Please go through the records below and return every line holding the word "LoginAccepted".

> [Task data]
= = = =

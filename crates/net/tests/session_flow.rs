//! End-to-end sessions over real sockets

use std::time::Duration;

use quarto_net::{
    Client, ClientMessage, Extension, Extensions, GameOutcome, Server, ServerConfig,
    ServerMessage,
};
use tokio::io::{AsyncBufReadExt, AsyncWriteExt, BufReader, Lines};
use tokio::net::tcp::{OwnedReadHalf, OwnedWriteHalf};
use tokio::net::TcpStream;

const TIMEOUT: Duration = Duration::from_secs(5);

async fn start_server() -> Server {
    let config = ServerConfig {
        bind: "127.0.0.1".parse().unwrap(),
        ..ServerConfig::default()
    }
    .with_port(0);
    Server::start(config).await.unwrap()
}

/// A client speaking raw protocol lines
struct RawPeer {
    lines: Lines<BufReader<OwnedReadHalf>>,
    writer: OwnedWriteHalf,
}

impl RawPeer {
    async fn connect(server: &Server) -> Self {
        let stream = TcpStream::connect(server.addr()).await.unwrap();
        let (read_half, writer) = stream.into_split();
        Self {
            lines: BufReader::new(read_half).lines(),
            writer,
        }
    }

    async fn send(&mut self, line: &str) {
        self.writer
            .write_all(format!("{line}\n").as_bytes())
            .await
            .unwrap();
    }

    async fn send_bytes(&mut self, bytes: &[u8]) {
        self.writer.write_all(bytes).await.unwrap();
    }

    async fn recv(&mut self) -> String {
        tokio::time::timeout(TIMEOUT, self.lines.next_line())
            .await
            .expect("timed out waiting for server")
            .unwrap()
            .expect("server closed connection")
    }
}

async fn next(client: &mut Client) -> ServerMessage {
    tokio::time::timeout(TIMEOUT, client.next_event())
        .await
        .expect("timed out waiting for server")
        .expect("server closed connection")
}

#[tokio::test]
async fn test_handshake_login_queue_and_move() {
    let server = start_server().await;
    let mut alice = RawPeer::connect(&server).await;
    let mut bob = RawPeer::connect(&server).await;
    let mut imposter = RawPeer::connect(&server).await;

    alice.send("HELLO~desc").await;
    assert_eq!(alice.recv().await, "HELLO~Hello from Quarto server~");
    alice.send("LOGIN~alice").await;
    assert_eq!(alice.recv().await, "LOGIN");

    imposter.send("HELLO~desc").await;
    imposter.recv().await;
    imposter.send("LOGIN~alice").await;
    assert_eq!(imposter.recv().await, "ALREADYLOGGEDIN");

    bob.send("HELLO~desc").await;
    bob.recv().await;
    bob.send("LOGIN~bob").await;
    assert_eq!(bob.recv().await, "LOGIN");

    alice.send("QUEUE").await;
    bob.send("QUEUE").await;
    assert_eq!(alice.recv().await, "NEWGAME~alice~bob");
    assert_eq!(bob.recv().await, "NEWGAME~alice~bob");

    alice.send("MOVE~3").await;
    assert_eq!(alice.recv().await, "MOVE~3");
    assert_eq!(bob.recv().await, "MOVE~3");
}

#[tokio::test]
async fn test_protocol_errors_keep_connection_open() {
    let server = start_server().await;
    let mut peer = RawPeer::connect(&server).await;

    peer.send("LIST").await;
    assert_eq!(peer.recv().await, "ERROR~Must HELLO before LIST");
    peer.send("HELLO").await;
    assert_eq!(peer.recv().await, "ERROR~No client description in HELLO");
    peer.send("HELLO~desc~RANK").await;
    assert_eq!(peer.recv().await, "HELLO~Hello from Quarto server~RANK");
    peer.send("RANK").await;
    assert_eq!(peer.recv().await, "ERROR~Must LOGIN before RANK");
    peer.send("LOGIN~a~b").await;
    assert_eq!(peer.recv().await, "ERROR~Too many arguments in LOGIN");
    peer.send("LOGIN~carol").await;
    assert_eq!(peer.recv().await, "LOGIN");
    peer.send("RANK").await;
    assert_eq!(peer.recv().await, "RANK~");
}

#[tokio::test]
async fn test_invalid_utf8_is_not_a_disconnect() {
    let server = start_server().await;
    let mut carol = RawPeer::connect(&server).await;
    let mut dave = RawPeer::connect(&server).await;

    for (peer, name) in [(&mut carol, "carol"), (&mut dave, "dave")] {
        peer.send("HELLO~desc~CHAT").await;
        peer.recv().await;
        peer.send(&format!("LOGIN~{name}")).await;
        assert_eq!(peer.recv().await, "LOGIN");
    }

    carol.send_bytes(b"CHAT~caf\xe9\n").await;
    assert_eq!(dave.recv().await, "CHAT~carol~caf\u{FFFD}");

    carol.send("LIST").await;
    assert_eq!(carol.recv().await, "LIST~carol~dave");
    assert_eq!(server.state().session_count(), 2);
}

#[tokio::test]
async fn test_disconnect_awards_win() {
    let server = start_server().await;
    let mut alice = Client::connect(server.addr(), "alice's client", Extensions::all())
        .await
        .unwrap();
    let mut bob = Client::connect(server.addr(), "bob's client", Extensions::all())
        .await
        .unwrap();

    alice.login("alice").unwrap();
    assert_eq!(next(&mut alice).await, ServerMessage::LoginAccepted);
    bob.login("bob").unwrap();
    assert_eq!(next(&mut bob).await, ServerMessage::LoginAccepted);

    alice.queue(Some("ranked")).unwrap();
    bob.queue(Some("ranked")).unwrap();
    let new_game = ServerMessage::NewGame {
        first: "alice".to_string(),
        second: "bob".to_string(),
    };
    assert_eq!(next(&mut alice).await, new_game);
    assert_eq!(next(&mut bob).await, new_game);

    drop(bob);
    assert_eq!(
        next(&mut alice).await,
        ServerMessage::GameOver(GameOutcome::Disconnect("alice".to_string()))
    );

    alice.rank().unwrap();
    assert_eq!(
        next(&mut alice).await,
        ServerMessage::Rank {
            entries: vec![("alice".to_string(), 1)]
        }
    );

    // Free to queue again
    alice.queue(None).unwrap();
    alice.list().unwrap();
    assert_eq!(
        next(&mut alice).await,
        ServerMessage::List {
            usernames: vec!["alice".to_string()]
        }
    );
}

#[tokio::test]
async fn test_chat_and_whisper() {
    let server = start_server().await;
    let chat: Extensions = [Extension::Chat].into_iter().collect();
    let mut alice = Client::connect(server.addr(), "a", chat).await.unwrap();
    let mut bob = Client::connect(server.addr(), "b", chat).await.unwrap();

    alice.login("alice").unwrap();
    next(&mut alice).await;
    bob.login("bob").unwrap();
    next(&mut bob).await;

    alice.chat("good luck ~ have fun").unwrap();
    assert_eq!(
        next(&mut bob).await,
        ServerMessage::Chat {
            sender: "alice".to_string(),
            message: "good luck ~ have fun".to_string()
        }
    );

    bob.whisper("alice", "psst").unwrap();
    assert_eq!(
        next(&mut alice).await,
        ServerMessage::Whisper {
            sender: "bob".to_string(),
            message: "psst".to_string()
        }
    );

    bob.send(&ClientMessage::Whisper {
        receiver: "nobody".to_string(),
        message: "hello?".to_string(),
    })
    .unwrap();
    assert_eq!(
        next(&mut bob).await,
        ServerMessage::CannotWhisper {
            receiver: "nobody".to_string()
        }
    );
}

#[tokio::test]
async fn test_full_game_to_draw() {
    let server = start_server().await;
    let mut alice = Client::connect(server.addr(), "a", Extensions::none())
        .await
        .unwrap();
    let mut bob = Client::connect(server.addr(), "b", Extensions::none())
        .await
        .unwrap();
    alice.login("alice").unwrap();
    next(&mut alice).await;
    bob.login("bob").unwrap();
    next(&mut bob).await;
    alice.queue(None).unwrap();
    bob.queue(None).unwrap();
    next(&mut alice).await;
    next(&mut bob).await;

    // Piece n goes to field n. Every move is echoed to both players.
    let mut moves = vec![vec![0u8]];
    moves.extend((0..15u8).map(|n| vec![n, n + 1]));
    // The last piece goes down and nothing is left to hand over
    moves.push(vec![15, 17]);

    let mut players = [alice, bob];
    for (ply, values) in moves.into_iter().enumerate() {
        players[ply % 2].play(&values).unwrap();
        for player in players.iter_mut() {
            assert_eq!(
                next(player).await,
                ServerMessage::Move {
                    values: values.clone()
                }
            );
        }
    }

    for player in players.iter_mut() {
        assert_eq!(next(player).await, ServerMessage::GameOver(GameOutcome::Draw));
    }
}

= = = =

> [Task answer]
    assert_eq!(next(&mut alice).await, ServerMessage::LoginAccepted);
    assert_eq!(next(&mut bob).await, ServerMessage::LoginAccepted);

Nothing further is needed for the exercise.